Preheat oven to 400 degrees F. Spray a standard 12-cup muffin pan with cooking spray and set aside.
Place meat in a large bowl. Add zucchini, onion, egg, breadcrumbs, salt, pepper, and 2 tablespoons of the ketchup. Use your hands to gently combine. You don’t want to over-mix because the meat will become dry and tough.
Press the ingredients into the prepared muffin cups. I like to use an ice cream scoop to portion the meat into each cup. Top each mini meatloaf with a dollop of the remaining ketchup.
Place the muffin pan on a foil-lined baking sheet (to catch any drips).
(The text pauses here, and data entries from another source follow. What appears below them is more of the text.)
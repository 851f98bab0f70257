// SPDX-License-Identifier: Apache-2.0 OR MIT
// Copyright (c) 2025-2026 naskel.com

//! Stable type and field identifiers.

/// Stable 32-bit id of a name: first four bytes (little-endian) of its MD5 digest.
///
/// Independent of declaration order, so adding or removing a field never
/// renumbers the others.
pub fn stable_id(name: &str) -> i32 {
    use md5::{Digest, Md5};
    let mut hasher = Md5::new();
    hasher.update(name.as_bytes());
    let digest = hasher.finalize();
    i32::from_le_bytes([digest[0], digest[1], digest[2], digest[3]])
}

/// Type id of a class name.
pub fn type_id(class_name: &str) -> i32 {
    stable_id(class_name)
}

/// Field id of a field name.
pub fn field_id(field_name: &str) -> i32 {
    stable_id(field_name)
}
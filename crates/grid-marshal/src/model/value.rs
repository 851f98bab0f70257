// SPDX-License-Identifier: Apache-2.0 OR MIT
// Copyright (c) 2025-2026 naskel.com

//! Values: primitives, strings, enum constants, class literals and heap references.

use super::class::ClassDef;
use super::object::{HeapObject, ObjectRef};
use parking_lot::RwLock;
use std::collections::HashSet;
use std::fmt;
use std::hash::{Hash, Hasher};
use std::sync::Arc;

/// A value in an object graph.
///
/// `PartialEq` compares heap references by identity. Use [`deep_eq`] for
/// structural comparison of whole graphs.
#[derive(Clone)]
pub enum Value {
    Null,
    Byte(i8),
    Short(i16),
    Int(i32),
    Long(i64),
    Float(f32),
    Double(f64),
    Char(u16),
    Bool(bool),
    /// Strings are written by value and never deduplicated.
    Str(Arc<str>),
    Enum {
        class: Arc<ClassDef>,
        ordinal: i32,
    },
    Class(Arc<ClassDef>),
    Object(ObjectRef),
}

impl Value {
    /// Allocate a new heap object.
    pub fn object(obj: HeapObject) -> Self {
        Self::Object(Arc::new(RwLock::new(obj)))
    }

    pub fn is_null(&self) -> bool {
        matches!(self, Self::Null)
    }

    pub fn is_primitive(&self) -> bool {
        matches!(
            self,
            Self::Byte(_)
                | Self::Short(_)
                | Self::Int(_)
                | Self::Long(_)
                | Self::Float(_)
                | Self::Double(_)
                | Self::Char(_)
                | Self::Bool(_)
        )
    }

    pub fn as_int(&self) -> Option<i32> {
        match self {
            Self::Int(v) => Some(*v),
            _ => None,
        }
    }

    pub fn as_long(&self) -> Option<i64> {
        match self {
            Self::Long(v) => Some(*v),
            _ => None,
        }
    }

    pub fn as_bool(&self) -> Option<bool> {
        match self {
            Self::Bool(v) => Some(*v),
            _ => None,
        }
    }

    pub fn as_str(&self) -> Option<&str> {
        match self {
            Self::Str(s) => Some(s),
            _ => None,
        }
    }

    pub fn as_object(&self) -> Option<&ObjectRef> {
        match self {
            Self::Object(obj) => Some(obj),
            _ => None,
        }
    }

    /// Class of an instance or enum constant.
    pub fn class(&self) -> Option<Arc<ClassDef>> {
        match self {
            Self::Enum { class, .. } | Self::Class(class) => Some(Arc::clone(class)),
            Self::Object(obj) => match &*obj.read() {
                HeapObject::Instance(inst) => Some(Arc::clone(inst.class())),
                _ => None,
            },
            _ => None,
        }
    }

    /// Short description used in error messages.
    pub fn describe(&self) -> String {
        match self {
            Self::Null => "null".into(),
            Self::Str(_) => "String".into(),
            Self::Enum { class, ordinal } => format!("{}#{}", class.name(), ordinal),
            Self::Class(class) => format!("Class<{}>", class.name()),
            Self::Object(obj) => {
                format!("{}@{:x}", obj.read().kind_name(), identity(obj))
            }
            other => format!("{:?}", other),
        }
    }

    /// Identity comparison for heap references, value comparison otherwise.
    pub fn same(&self, other: &Self) -> bool {
        match (self, other) {
            (Self::Object(a), Self::Object(b)) => Arc::ptr_eq(a, b),
            _ => self == other,
        }
    }
}

/// Identity of a heap object.
pub fn identity(obj: &ObjectRef) -> usize {
    Arc::as_ptr(obj) as *const () as usize
}

impl PartialEq for Value {
    fn eq(&self, other: &Self) -> bool {
        match (self, other) {
            (Self::Null, Self::Null) => true,
            (Self::Byte(a), Self::Byte(b)) => a == b,
            (Self::Short(a), Self::Short(b)) => a == b,
            (Self::Int(a), Self::Int(b)) => a == b,
            (Self::Long(a), Self::Long(b)) => a == b,
            (Self::Float(a), Self::Float(b)) => a.to_bits() == b.to_bits(),
            (Self::Double(a), Self::Double(b)) => a.to_bits() == b.to_bits(),
            (Self::Char(a), Self::Char(b)) => a == b,
            (Self::Bool(a), Self::Bool(b)) => a == b,
            (Self::Str(a), Self::Str(b)) => a == b,
            (
                Self::Enum {
                    class: ca,
                    ordinal: oa,
                },
                Self::Enum {
                    class: cb,
                    ordinal: ob,
                },
            ) => ca.name() == cb.name() && oa == ob,
            (Self::Class(a), Self::Class(b)) => a.name() == b.name(),
            (Self::Object(a), Self::Object(b)) => Arc::ptr_eq(a, b),
            _ => false,
        }
    }
}

impl fmt::Debug for Value {
    fn fmt(&self, f: &mut fmt::Formatter<'_>) -> fmt::Result {
        match self {
            Self::Null => f.write_str("Null"),
            Self::Byte(v) => write!(f, "Byte({})", v),
            Self::Short(v) => write!(f, "Short({})", v),
            Self::Int(v) => write!(f, "Int({})", v),
            Self::Long(v) => write!(f, "Long({})", v),
            Self::Float(v) => write!(f, "Float({})", v),
            Self::Double(v) => write!(f, "Double({})", v),
            Self::Char(v) => write!(f, "Char({})", v),
            Self::Bool(v) => write!(f, "Bool({})", v),
            Self::Str(v) => write!(f, "Str({:?})", v),
            Self::Enum { class, ordinal } => write!(f, "Enum({}#{})", class.name(), ordinal),
            Self::Class(class) => write!(f, "Class({})", class.name()),
            // Heap contents may be cyclic; print identity only.
            Self::Object(obj) => write!(f, "Object@{:x}", identity(obj)),
        }
    }
}

impl From<&str> for Value {
    fn from(s: &str) -> Self {
        Self::Str(Arc::from(s))
    }
}

impl From<String> for Value {
    fn from(s: String) -> Self {
        Self::Str(Arc::from(s))
    }
}

impl From<i32> for Value {
    fn from(v: i32) -> Self {
        Self::Int(v)
    }
}

impl From<i64> for Value {
    fn from(v: i64) -> Self {
        Self::Long(v)
    }
}

impl From<bool> for Value {
    fn from(v: bool) -> Self {
        Self::Bool(v)
    }
}

impl From<f64> for Value {
    fn from(v: f64) -> Self {
        Self::Double(v)
    }
}

impl From<HeapObject> for Value {
    fn from(obj: HeapObject) -> Self {
        Self::object(obj)
    }
}

/// Structural equality of two object graphs.
///
/// Cycles are handled by assuming a pair of objects already under comparison
/// is equal.
pub fn deep_eq(a: &Value, b: &Value) -> bool {
    let mut visiting = HashSet::new();
    deep_eq_inner(a, b, &mut visiting)
}

fn deep_eq_inner(a: &Value, b: &Value, visiting: &mut HashSet<(usize, usize)>) -> bool {
    let (oa, ob) = match (a, b) {
        (Value::Object(oa), Value::Object(ob)) => (oa, ob),
        _ => return a == b,
    };
    if Arc::ptr_eq(oa, ob) || !visiting.insert((identity(oa), identity(ob))) {
        return true;
    }
    // Snapshot under short read locks; never hold a lock across recursion.
    let left = oa.read().clone();
    let right = ob.read().clone();
    match (&left, &right) {
        (HeapObject::Instance(x), HeapObject::Instance(y)) => {
            x.class().name() == y.class().name()
                && seq_eq(x.values(), y.values(), visiting)
        }
        (HeapObject::ObjectArray(x), HeapObject::ObjectArray(y)) => seq_eq(x, y, visiting),
        (HeapObject::PrimitiveArray(x), HeapObject::PrimitiveArray(y)) => x == y,
        (
            HeapObject::List { kind: kx, items: x },
            HeapObject::List { kind: ky, items: y },
        ) => kx == ky && seq_eq(x, y, visiting),
        (HeapObject::Map(x), HeapObject::Map(y)) => {
            x.kind == y.kind
                && x.load_factor.to_bits() == y.load_factor.to_bits()
                && x.access_order == y.access_order
                && x.entries.len() == y.entries.len()
                && x.entries.iter().zip(&y.entries).all(|((k1, v1), (k2, v2))| {
                    deep_eq_inner(k1, k2, visiting) && deep_eq_inner(v1, v2, visiting)
                })
        }
        (HeapObject::Set(x), HeapObject::Set(y)) => {
            x.kind == y.kind
                && x.load_factor.to_bits() == y.load_factor.to_bits()
                && seq_eq(&x.items, &y.items, visiting)
        }
        (HeapObject::Date(x), HeapObject::Date(y)) => x == y,
        (
            HeapObject::Properties {
                defaults: dx,
                entries: x,
            },
            HeapObject::Properties {
                defaults: dy,
                entries: y,
            },
        ) => {
            x == y
                && match (dx, dy) {
                    (None, None) => true,
                    (Some(dx), Some(dy)) => deep_eq_inner(
                        &Value::Object(Arc::clone(dx)),
                        &Value::Object(Arc::clone(dy)),
                        visiting,
                    ),
                    _ => false,
                }
        }
        _ => false,
    }
}

fn seq_eq(a: &[Value], b: &[Value], visiting: &mut HashSet<(usize, usize)>) -> bool {
    a.len() == b.len() && a.iter().zip(b).all(|(x, y)| deep_eq_inner(x, y, visiting))
}

/// Structural hash, consistent with [`deep_eq`].
///
/// Heap contents are hashed down to `depth` levels; deeper references
/// contribute only their kind.
pub fn deep_hash<H: Hasher>(value: &Value, depth: usize, state: &mut H) {
    match value {
        Value::Null => 0u8.hash(state),
        Value::Byte(v) => v.hash(state),
        Value::Short(v) => v.hash(state),
        Value::Int(v) => v.hash(state),
        Value::Long(v) => v.hash(state),
        Value::Float(v) => v.to_bits().hash(state),
        Value::Double(v) => v.to_bits().hash(state),
        Value::Char(v) => v.hash(state),
        Value::Bool(v) => v.hash(state),
        Value::Str(v) => v.hash(state),
        Value::Enum { class, ordinal } => {
            class.name().hash(state);
            ordinal.hash(state);
        }
        Value::Class(class) => class.name().hash(state),
        Value::Object(obj) => {
            let snapshot = obj.read().clone();
            snapshot.kind_name().hash(state);
            if depth == 0 {
                return;
            }
            let next = depth - 1;
            match &snapshot {
                HeapObject::Instance(inst) => {
                    inst.class().name().hash(state);
                    inst.values().iter().for_each(|v| deep_hash(v, next, state));
                }
                HeapObject::ObjectArray(items) | HeapObject::List { items, .. } => {
                    items.iter().for_each(|v| deep_hash(v, next, state));
                }
                HeapObject::Set(set) => set.items.iter().for_each(|v| deep_hash(v, next, state)),
                HeapObject::Map(map) => {
                    for (k, v) in &map.entries {
                        deep_hash(k, next, state);
                        deep_hash(v, next, state);
                    }
                }
                HeapObject::PrimitiveArray(arr) => arr.len().hash(state),
                HeapObject::Date(ms) => ms.hash(state),
                HeapObject::Properties { entries, .. } => entries.hash(state),
            }
        }
    }
}

#[cfg(test)]
mod tests {
    use super::*;
    use crate::model::{FieldType, Instance, ListKind};

    #[test]
    fn test_identity_vs_structural_eq() {
        let a = Value::object(HeapObject::list(ListKind::ArrayList, vec![Value::Int(1)]));
        let b = Value::object(HeapObject::list(ListKind::ArrayList, vec![Value::Int(1)]));
        assert_ne!(a, b);
        assert!(deep_eq(&a, &b));
        assert!(a.same(&a.clone()));
    }

    #[test]
    fn test_deep_eq_on_cycles() {
        let class = ClassDef::builder("Node")
            .field("next", FieldType::Other)
            .build();
        let make_cycle = || {
            let node = Value::object(HeapObject::Instance(Instance::new(&class)));
            let obj = node.as_object().expect("object").clone();
            if let HeapObject::Instance(inst) = &mut *obj.write() {
                inst.set("next", node.clone()).expect("set");
            }
            node
        };
        assert!(deep_eq(&make_cycle(), &make_cycle()));
    }

    #[test]
    fn test_float_eq_is_bitwise() {
        assert_eq!(Value::Double(f64::NAN), Value::Double(f64::NAN));
        assert_ne!(Value::Float(0.0), Value::Float(-0.0));
    }
}
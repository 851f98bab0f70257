// SPDX-License-Identifier: Apache-2.0 OR MIT
// Copyright (c) 2025-2026 naskel.com

//! Class resolution on the decode side.

use super::ids::type_id;
use crate::error::{CodecError, CodecResult};
use crate::model::ClassDef;
use dashmap::DashMap;
use std::sync::Arc;

/// Resolves encoded type ids back to classes.
pub trait ClassLoader: Send + Sync {
    /// Name used in error messages.
    fn name(&self) -> &str;

    fn load(&self, type_id: i32) -> Option<Arc<ClassDef>>;

    fn load_by_name(&self, name: &str) -> Option<Arc<ClassDef>>;
}

/// Concurrent class catalog, the standard [`ClassLoader`].
pub struct ClassCatalog {
    name: String,
    by_id: DashMap<i32, Arc<ClassDef>>,
    by_name: DashMap<Arc<str>, Arc<ClassDef>>,
}

impl ClassCatalog {
    pub fn new(name: impl Into<String>) -> Self {
        Self {
            name: name.into(),
            by_id: DashMap::new(),
            by_name: DashMap::new(),
        }
    }

    /// Register a class. Re-registering the same name replaces the entry; two
    /// distinct names hashing to the same type id are rejected.
    pub fn register(&self, class: Arc<ClassDef>) -> CodecResult<()> {
        let id = type_id(class.name());
        if let Some(existing) = self.by_id.get(&id) {
            if existing.name() != class.name() {
                return Err(CodecError::unsupported(
                    class.name(),
                    format!("type id {} already taken by {}", id, existing.name()),
                ));
            }
        }
        log::debug!("[class-catalog] {} registered {} (id={})", self.name, class.name(), id);
        self.by_name.insert(class.name_arc(), Arc::clone(&class));
        self.by_id.insert(id, class);
        Ok(())
    }

    /// Register several classes, stopping at the first conflict.
    pub fn with_classes<I>(self, classes: I) -> CodecResult<Self>
    where
        I: IntoIterator<Item = Arc<ClassDef>>,
    {
        for class in classes {
            self.register(class)?;
        }
        Ok(self)
    }

    pub fn len(&self) -> usize {
        self.by_id.len()
    }

    pub fn is_empty(&self) -> bool {
        self.by_id.is_empty()
    }
}

impl ClassLoader for ClassCatalog {
    fn name(&self) -> &str {
        &self.name
    }

    fn load(&self, type_id: i32) -> Option<Arc<ClassDef>> {
        self.by_id.get(&type_id).map(|c| Arc::clone(c.value()))
    }

    fn load_by_name(&self, name: &str) -> Option<Arc<ClassDef>> {
        self.by_name.get(name).map(|c| Arc::clone(c.value()))
    }
}

#[cfg(test)]
mod tests {
    use super::*;
    use crate::model::FieldType;

    #[test]
    fn test_catalog_load() {
        let point = ClassDef::builder("Point")
            .field("x", FieldType::Int)
            .build();
        let catalog = ClassCatalog::new("app")
            .with_classes([Arc::clone(&point)])
            .expect("register");

        assert_eq!(catalog.len(), 1);
        assert_eq!(catalog.name(), "app");
        let loaded = catalog.load(type_id("Point")).expect("known id");
        assert!(Arc::ptr_eq(&loaded, &point));
        assert!(catalog.load_by_name("Point").is_some());
        assert!(catalog.load(type_id("Other")).is_none());
    }
}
Bake for 20-25 minutes, or until meatloaves are cooked through and a thermometer registers 160 degrees F.
Notes
To prepare a single large meatloaf (rather than the mini meatloaves), simply shape the meat mixture into the shape of a loaf. Place on a rimmed baking sheet that has been lined with foil and sprayed with cooking spray. Bake at 350 degrees F for about 45 minutes, or until the meatloaf reaches an internal temperature of 160 degrees F.To freeze, cool the loaves to room temperature, wrap them individually in plastic wrap, and freeze them in a resealable plastic bag. To reheat, simply remove the plastic and bake them on foil-lined baking sheet that has been sprayed with cooking spray. You can bake them directly from the freezer (still frozen). It should take about 20 minutes in a 350-degree F oven for the mini meatloaf to warm through.